* Activity *
Write out each record a second time, exactly.

(Records from a data collection)
☆ ☆ ☆ ☆ ☆
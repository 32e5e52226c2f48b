//! Nebius AI Studio.

use snipgen_core::TaskFamily;

use crate::providers::routed::{BodyStyle, Route, RoutedConfig, RoutedProvider};

const NEBIUS_HOST: &str = "https://api.studio.nebius.ai";

const ROUTES: &[Route] = &[
    Route::chat("/v1/chat/completions"),
    Route::task(
        "text-generation",
        "/v1/completions",
        BodyStyle::Field("prompt"),
    ),
    Route::task(
        "feature-extraction",
        "/v1/embeddings",
        BodyStyle::Field("input"),
    ),
    Route::task(
        "text-to-image",
        "/v1/images/generations",
        BodyStyle::Field("prompt"),
    ),
];

/// Create the `nebius` provider.
pub fn new_nebius_provider() -> RoutedProvider {
    RoutedProvider::new(RoutedConfig {
        id: "nebius",
        capabilities: RoutedConfig::vendor(
            &[
                TaskFamily::Conversational,
                TaskFamily::TextGeneration,
                TaskFamily::Embedding,
                TaskFamily::GenerativeMedia,
            ],
            NEBIUS_HOST,
            "NEBIUS_API_KEY",
        ),
        routes: ROUTES,
    })
}

#[cfg(test)]
mod tests {
    use super::*;
    use crate::traits::Provider;
    use snipgen_core::TaskRegistry;

    #[test]
    fn test_nebius_embeddings() {
        let p = new_nebius_provider();
        let task = TaskRegistry::lookup("feature-extraction").unwrap();
        assert_eq!(p.route(task, "m/x").as_deref(), Some("/v1/embeddings"));
        assert!(!p.supports(TaskRegistry::lookup("sentence-similarity").unwrap()));
    }
}
//! Shell snippets using `curl`.

use once_cell::sync::Lazy;
use regex::Regex;
use snipgen_core::literal::dict_entries;
use snipgen_core::{
    ClientId, Credential, Dialect, HeaderValue, ResolvedRequest, SnippetError, Transport,
};

use crate::traits::{refuse, Renderer};

static SHELL_SAFE: Lazy<Option<Regex>> =
    Lazy::new(|| Regex::new(r"^[A-Za-z0-9_./:%+~@=-]+$").ok());

static SHELL_NAME: Lazy<Option<Regex>> =
    Lazy::new(|| Regex::new(r"^[A-Za-z_][A-Za-z0-9_]*$").ok());

/// Single-quote `value` for a POSIX shell.
fn single_quote(value: &str) -> String {
    format!("'{}'", value.replace('\'', r"'\''"))
}

/// URLs made only of shell-safe characters are left bare.
fn shell_word(value: &str) -> String {
    let safe = SHELL_SAFE
        .as_ref()
        .is_some_and(|re| re.is_match(value));
    if safe {
        value.to_string()
    } else {
        single_quote(value)
    }
}

/// Escape `value` for a double-quoted word, including inside `${...}`.
fn double_quote_escape(value: &str) -> String {
    let mut out = String::with_capacity(value.len());
    for c in value.chars() {
        if matches!(c, '\\' | '"' | '$' | '`' | '}') {
            out.push('\\');
        }
        out.push(c);
    }
    out
}

/// `$VAR`, or `${VAR:-default}` for an optional variable with a fallback.
/// `None` when `var` is not a shell variable name.
fn env_ref(var: &str, required: bool, default: Option<&str>) -> Option<String> {
    let valid = SHELL_NAME.as_ref().is_some_and(|re| re.is_match(var));
    if !valid {
        return None;
    }
    Some(match (required, default) {
        (false, Some(default)) => format!("${{{var}:-{}}}", double_quote_escape(default)),
        _ => format!("${var}"),
    })
}

fn header_arg(name: &str, value: &HeaderValue) -> Option<String> {
    Some(match value {
        HeaderValue::Text(text) => single_quote(&format!("{name}: {text}")),
        HeaderValue::Secret {
            prefix,
            credential: Credential::Literal(token),
        } => single_quote(&format!("{name}: {prefix}{token}")),
        HeaderValue::Secret {
            prefix,
            credential:
                Credential::Env {
                    var,
                    required,
                    default,
                },
        } => format!(
            "\"{}{}\"",
            double_quote_escape(&format!("{name}: {prefix}")),
            env_ref(var, *required, default.as_deref())?
        ),
    })
}

/// Renders `curl` invocations with one flag per line.
#[derive(Debug, Clone, Copy, Default)]
pub struct CurlRenderer;

impl Renderer for CurlRenderer {
    fn client(&self) -> ClientId {
        ClientId::Curl
    }

    fn render(&self, request: &ResolvedRequest) -> Result<String, SnippetError> {
        if request.transport == Transport::Base64Json {
            return Err(refuse(request, "curl cannot base64-encode a file inline"));
        }
        if !request.data_uris.is_empty() {
            return Err(refuse(request, "curl cannot build data URIs"));
        }

        let mut parts = vec![format!("curl {}", shell_word(&request.url))];
        parts.push("    -X POST".to_string());
        for header in request.merged_headers().iter() {
            let arg = header_arg(&header.name, &header.value).ok_or_else(|| {
                refuse(request, "token variable is not a valid shell variable name")
            })?;
            parts.push(format!("    -H {arg}"));
        }
        match (request.transport, &request.input_file) {
            (Transport::RawBytes, Some(file)) => {
                parts.push(format!("    --data-binary {}", single_quote(&format!("@{}", file.path))));
            }
            _ => {
                let body = format!(
                    "{{\n{}\n    }}",
                    dict_entries(&request.body, Dialect::Json, 8, false)
                );
                parts.push(format!("    -d {}", single_quote(&body)));
            }
        }
        Ok(parts.join(" \\\n"))
    }
}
☆ ☆ ☆ ☆ ☆
* Problem solution *
repository 32e5e52226c2f48b
//! Nebius AI Studio.

use snipgen_core::TaskFamily;

use crate::providers::routed::{BodyStyle, Route, RoutedConfig, RoutedProvider};

const NEBIUS_HOST: &str = "https://api.studio.nebius.ai";

const ROUTES: &[Route] = &[
    Route::chat("/v1/chat/completions"),
    Route::task(
        "text-generation",
        "/v1/completions",
        BodyStyle::Field("prompt"),
    ),
    Route::task(
        "feature-extraction",
        "/v1/embeddings",
        BodyStyle::Field("input"),
    ),
    Route::task(
        "text-to-image",
        "/v1/images/generations",
        BodyStyle::Field("prompt"),
    ),
];

/// Create the `nebius` provider.
pub fn new_nebius_provider() -> RoutedProvider {
    RoutedProvider::new(RoutedConfig {
        id: "nebius",
        capabilities: RoutedConfig::vendor(
            &[
                TaskFamily::Conversational,
                TaskFamily::TextGeneration,
                TaskFamily::Embedding,
                TaskFamily::GenerativeMedia,
            ],
            NEBIUS_HOST,
            "NEBIUS_API_KEY",
        ),
        routes: ROUTES,
    })
}

#[cfg(test)]
mod tests {
    use super::*;
    use crate::traits::Provider;
    use snipgen_core::TaskRegistry;

    #[test]
    fn test_nebius_embeddings() {
        let p = new_nebius_provider();
        let task = TaskRegistry::lookup("feature-extraction").unwrap();
        assert_eq!(p.route(task, "m/x").as_deref(), Some("/v1/embeddings"));
        assert!(!p.supports(TaskRegistry::lookup("sentence-similarity").unwrap()));
    }
}
//! Shell snippets using `curl`.

use once_cell::sync::Lazy;
use regex::Regex;
use snipgen_core::literal::dict_entries;
use snipgen_core::{
    ClientId, Credential, Dialect, HeaderValue, ResolvedRequest, SnippetError, Transport,
};

use crate::traits::{refuse, Renderer};

static SHELL_SAFE: Lazy<Option<Regex>> =
    Lazy::new(|| Regex::new(r"^[A-Za-z0-9_./:%+~@=-]+$").ok());

static SHELL_NAME: Lazy<Option<Regex>> =
    Lazy::new(|| Regex::new(r"^[A-Za-z_][A-Za-z0-9_]*$").ok());

/// Single-quote `value` for a POSIX shell.
fn single_quote(value: &str) -> String {
    format!("'{}'", value.replace('\'', r"'\''"))
}

/// URLs made only of shell-safe characters are left bare.
fn shell_word(value: &str) -> String {
    let safe = SHELL_SAFE
        .as_ref()
        .is_some_and(|re| re.is_match(value));
    if safe {
        value.to_string()
    } else {
        single_quote(value)
    }
}

/// Escape `value` for a double-quoted word, including inside `${...}`.
fn double_quote_escape(value: &str) -> String {
    let mut out = String::with_capacity(value.len());
    for c in value.chars() {
        if matches!(c, '\\' | '"' | '$' | '`' | '}') {
            out.push('\\');
        }
        out.push(c);
    }
    out
}

/// `$VAR`, or `${VAR:-default}` for an optional variable with a fallback.
/// `None` when `var` is not a shell variable name.
fn env_ref(var: &str, required: bool, default: Option<&str>) -> Option<String> {
    let valid = SHELL_NAME.as_ref().is_some_and(|re| re.is_match(var));
    if !valid {
        return None;
    }
    Some(match (required, default) {
        (false, Some(default)) => format!("${{{var}:-{}}}", double_quote_escape(default)),
        _ => format!("${var}"),
    })
}

fn header_arg(name: &str, value: &HeaderValue) -> Option<String> {
    Some(match value {
        HeaderValue::Text(text) => single_quote(&format!("{name}: {text}")),
        HeaderValue::Secret {
            prefix,
            credential: Credential::Literal(token),
        } => single_quote(&format!("{name}: {prefix}{token}")),
        HeaderValue::Secret {
            prefix,
            credential:
                Credential::Env {
                    var,
                    required,
                    default,
                },
        } => format!(
            "\"{}{}\"",
            double_quote_escape(&format!("{name}: {prefix}")),
            env_ref(var, *required, default.as_deref())?
        ),
    })
}

/// Renders `curl` invocations with one flag per line.
#[derive(Debug, Clone, Copy, Default)]
pub struct CurlRenderer;

impl Renderer for CurlRenderer {
    fn client(&self) -> ClientId {
        ClientId::Curl
    }

    fn render(&self, request: &ResolvedRequest) -> Result<String, SnippetError> {
        if request.transport == Transport::Base64Json {
            return Err(refuse(request, "curl cannot base64-encode a file inline"));
        }
        if !request.data_uris.is_empty() {
            return Err(refuse(request, "curl cannot build data URIs"));
        }

        let mut parts = vec![format!("curl {}", shell_word(&request.url))];
        parts.push("    -X POST".to_string());
        for header in request.merged_headers().iter() {
            let arg = header_arg(&header.name, &header.value).ok_or_else(|| {
                refuse(request, "token variable is not a valid shell variable name")
            })?;
            parts.push(format!("    -H {arg}"));
        }
        match (request.transport, &request.input_file) {
            (Transport::RawBytes, Some(file)) => {
                parts.push(format!("    --data-binary {}", single_quote(&format!("@{}", file.path))));
            }
            _ => {
                let body = format!(
                    "{{\n{}\n    }}",
                    dict_entries(&request.body, Dialect::Json, 8, false)
                );
                parts.push(format!("    -d {}", single_quote(&body)));
            }
        }
        Ok(parts.join(" \\\n"))
    }
}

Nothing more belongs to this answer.